Y fue ahí, en ese justo momento, nada más aterrizar al otro lado y empezar a mentar a su madre imaginariamente, cuando aquel hombre que yo estaba empezando a detestar por su intento de atropello (vale, puede que tuviera que haberme apartado antes y mejor), situado ya a su espalda pero lo suficientemente cerca cómo para oir su voz, un gruñido gutural quedo y contenido, cuando lo dijo.
Dijo: Joder, cómo echo de menos mear de pie.
Ahí estaba yo, quejándome interiormente porque ese hombre me había atacado imperceptiblemente, recordando sus ojos y la media sonrisa torcida que se permitió sólo cuando vio mi difcultad para esquivarle. "Jódete". Y ahí estaba él, un inválido con pinta de vagabundo, con la mirada perdida y de vuelta de todo (de sabe Dios cuánto y dónde), que no parecía tener ninguna prisa por llegar a cual fuera el lugar al que se dirigía y que, probablemente, estaba harto de su vida, echando de menos mear de pie.
De entre todas las cosas del mundo que ese hombre podría hacer si no le fallaran las piernas, si no estuviera limitado a la tiranía de una silla de ruedas incómoda y pintada de un feo verde estilo barandilla andaluza-comunidad de vecinas abuelas, y él pensando en lo feliz que le haría mear de pie, sin tener que hacer ese molesto traslado de su silla a la taza del váter de minusválidos, que parece preparada para entrenar barra fija mientras dejas que la naturaleza siga su curso y limpie tu organismo, tan aparatosa y poco estética.

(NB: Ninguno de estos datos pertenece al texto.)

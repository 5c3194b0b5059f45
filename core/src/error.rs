//! Error types for the RajaOngkir client.
//!
//! # Design
//! Each variant marks the stage a call failed at: building the request,
//! moving bytes over the wire, reading the body, decoding JSON, or the API
//! itself reporting a failure through the envelope status. Payloads are
//! plain strings so custom `Transport` implementations can construct them.

use thiserror::Error;

/// Errors returned by `Client` operations.
#[derive(Debug, Error)]
pub enum ClientError {
    /// The method token or request parts were rejected before sending.
    #[error("invalid request: {0}")]
    RequestConstructionError(String),

    /// The request could not be delivered (connection, TLS, timeout).
    #[error("transport failed: {0}")]
    TransportError(String),

    /// The response body stream failed mid-read.
    #[error("failed to read response body: {0}")]
    ReadError(String),

    /// The response body is not a valid envelope.
    #[error("failed to decode response: {0}")]
    DecodeError(String),

    /// The envelope status code fell outside `200..300`.
    #[error("{description}")]
    ApiError { code: i64, description: String },

    /// A cost lookup succeeded but listed no carrier entries.
    #[error("cost lookup returned no carrier entries")]
    EmptyResultError,
}

impl From<serde_json::Error> for ClientError {
    fn from(err: serde_json::Error) -> Self {
        ClientError::DecodeError(err.to_string())
    }
}

pub type Result<T> = std::result::Result<T, ClientError>;

#[cfg(test)]
mod tests {
    use super::*;

    #[test]
    fn api_error_displays_description_only() {
        let err = ClientError::ApiError {
            code: 400,
            description: "Invalid key.".to_string(),
        };
        assert_eq!(err.to_string(), "Invalid key.");
    }

    #[test]
    fn serde_errors_become_decode_errors() {
        let err: ClientError = serde_json::from_str::<u32>("nope").unwrap_err().into();
        assert!(matches!(err, ClientError::DecodeError(_)));
    }
}
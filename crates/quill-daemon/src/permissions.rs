use quill_core::settings::InputBackend;
use quill_core::{Platform, QuillError, Result, Settings};
use tracing::{info, warn};

#[cfg(target_os = "macos")]
use crate::process::detect_terminal_app;

#[cfg(target_os = "linux")]
use crate::process::{detect_desktop_environment, detect_linux_terminal, session_type};

/// Problems that stop quill from listening for shortcuts or driving the
/// focused application. Empty when everything is in place.
pub fn missing_requirements(settings: &Settings) -> Vec<String> {
    let platform = Platform::current();
    let mut problems = Vec::new();

    if settings.input_backend == InputBackend::Script {
        for tool in platform.missing_tools() {
            problems.push(format!(
                "'{}' is not installed; it is needed to copy and paste in other applications",
                tool
            ));
        }
    }

    #[cfg(target_os = "linux")]
    {
        if std::env::var_os("DISPLAY").is_none() {
            problems.push(
                "DISPLAY is not set; global shortcuts and keystrokes need an X11 session".to_string(),
            );
        }
        if session_type().as_deref() == Some("wayland") {
            problems.push(
                "Wayland session detected; shortcuts only reach X11/XWayland applications".to_string(),
            );
        }
    }

    #[cfg(target_os = "macos")]
    {
        if platform.missing_tools().is_empty() && !has_accessibility_permission() {
            problems.push(format!(
                "{} is not allowed to control your computer (Accessibility)",
                detect_terminal_app()
            ));
        }
    }

    problems
}

/// Check requirements before the daemon starts, walking the user through
/// the fix where the OS needs a manual grant.
pub fn check_and_request_permissions(settings: &Settings) -> Result<()> {
    if crate::process::is_elevated() {
        warn!("running as root; global shortcuts will not see the user's session");
        println!("⚠️  quill is running as root. Run it as your normal user instead.");
    }

    let problems = missing_requirements(settings);
    if problems.is_empty() {
        info!("permission and tool checks passed");
        return Ok(());
    }

    #[cfg(target_os = "macos")]
    {
        if !has_accessibility_permission() {
            return request_macos_permissions();
        }
    }

    #[cfg(target_os = "linux")]
    {
        print_linux_help();
    }

    for problem in &problems {
        warn!("{}", problem);
    }
    Err(QuillError::PermissionDenied(problems.join("; ")))
}

#[cfg(target_os = "macos")]
fn has_accessibility_permission() -> bool {
    std::process::Command::new("osascript")
        .arg("-e")
        .arg("tell application \"System Events\" to return name of first process")
        .output()
        .map(|output| output.status.success())
        .unwrap_or(false)
}

#[cfg(target_os = "macos")]
fn request_macos_permissions() -> Result<()> {
    let terminal_app = detect_terminal_app();

    println!("⚠️  quill needs accessibility permissions to copy and paste for you");
    println!("------------------------------------------------------------------");
    println!("1. Open System Settings > Privacy & Security > Accessibility");
    println!("2. Find and check the box next to '{}'", terminal_app);
    println!("3. If it's already checked, uncheck and recheck it");
    println!("4. Also allow '{}' under Input Monitoring", terminal_app);
    println!();
    println!("Would you like to open System Settings now? (y/n)");

    let mut input = String::new();
    std::io::stdin().read_line(&mut input)?;
    if input.trim().eq_ignore_ascii_case("y") {
        let _ = std::process::Command::new("open")
            .arg("x-apple.systempreferences:com.apple.preference.security?Privacy_Accessibility")
            .status();
    }

    println!("\nPress Enter once you've granted permission...");
    let mut input = String::new();
    std::io::stdin().read_line(&mut input)?;

    if has_accessibility_permission() {
        println!("\n✅ Permission granted successfully!");
        Ok(())
    } else {
        Err(QuillError::PermissionDenied(format!(
            "Accessibility permission not granted for {}. Please restart quill after granting it.",
            terminal_app
        )))
    }
}

#[cfg(target_os = "linux")]
fn print_linux_help() {
    println!("⚠️  quill cannot drive the desktop yet");
    println!("-------------------------------------");
    println!("Detected terminal: {}", detect_linux_terminal());
    println!("Desktop environment: {}", detect_desktop_environment());
    println!();
    println!("quill uses xdotool and xclip on X11. On Debian/Ubuntu:");
    println!("   sudo apt install xdotool xclip");
    println!("Or switch to the built-in backend:");
    println!("   quill config set input_backend native");
}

O quizá no era por la incomodidad, sino sólo por el aspecto masculino de estar ahí de pie, frente a la taza, probablemente sin haberte molestado en subir la tapa intermedia previamente, sujetándola y apuntando al centro pero sabiendo que, en el juego de azar que es mear de pie, el apuntar a veces no es garantía de nada. No sé.
Pero el caso es que eso era lo que él quería. No quería pasear por el parque. No quería jugar con un hipotético nieto o vecino o chiquillo familiar de algún conocido. No quería cruzar el paso de peatones con la cabeza un metro por encima del radiador de los coches. No quería nada de eso. Ni siquiera correr la San Silvestre cómo tantos valientes y arrojados ancianos que, por otro lado, llegaron mucho más lejos que yo aquella vez que me propuse correrla y tuve que retirarme avergonzado y desfallecido. De entre todas las maravillas que le ofrece el mundo a todo ser en plenas facultades móviles, él extrañaba ese pequeño placer cotidiano. Nada grandilocuente, nada especial. Algo ordinario ("Adj. Común, habitual, frecuente" no "Adj. De mal gusto, poco refinado", que también) corriente, insignificante. Una acción que millones de hombres realizan a diario, más de una y de dos veces, y que resulta la mayoría de ellas tediosa y molesta. Un incordio, una pérdida de tiempo. Pero, por otro lado, un pequeño placer que la vida nos ofrece cada día. Por lo menos para aquel anciano malhumorado.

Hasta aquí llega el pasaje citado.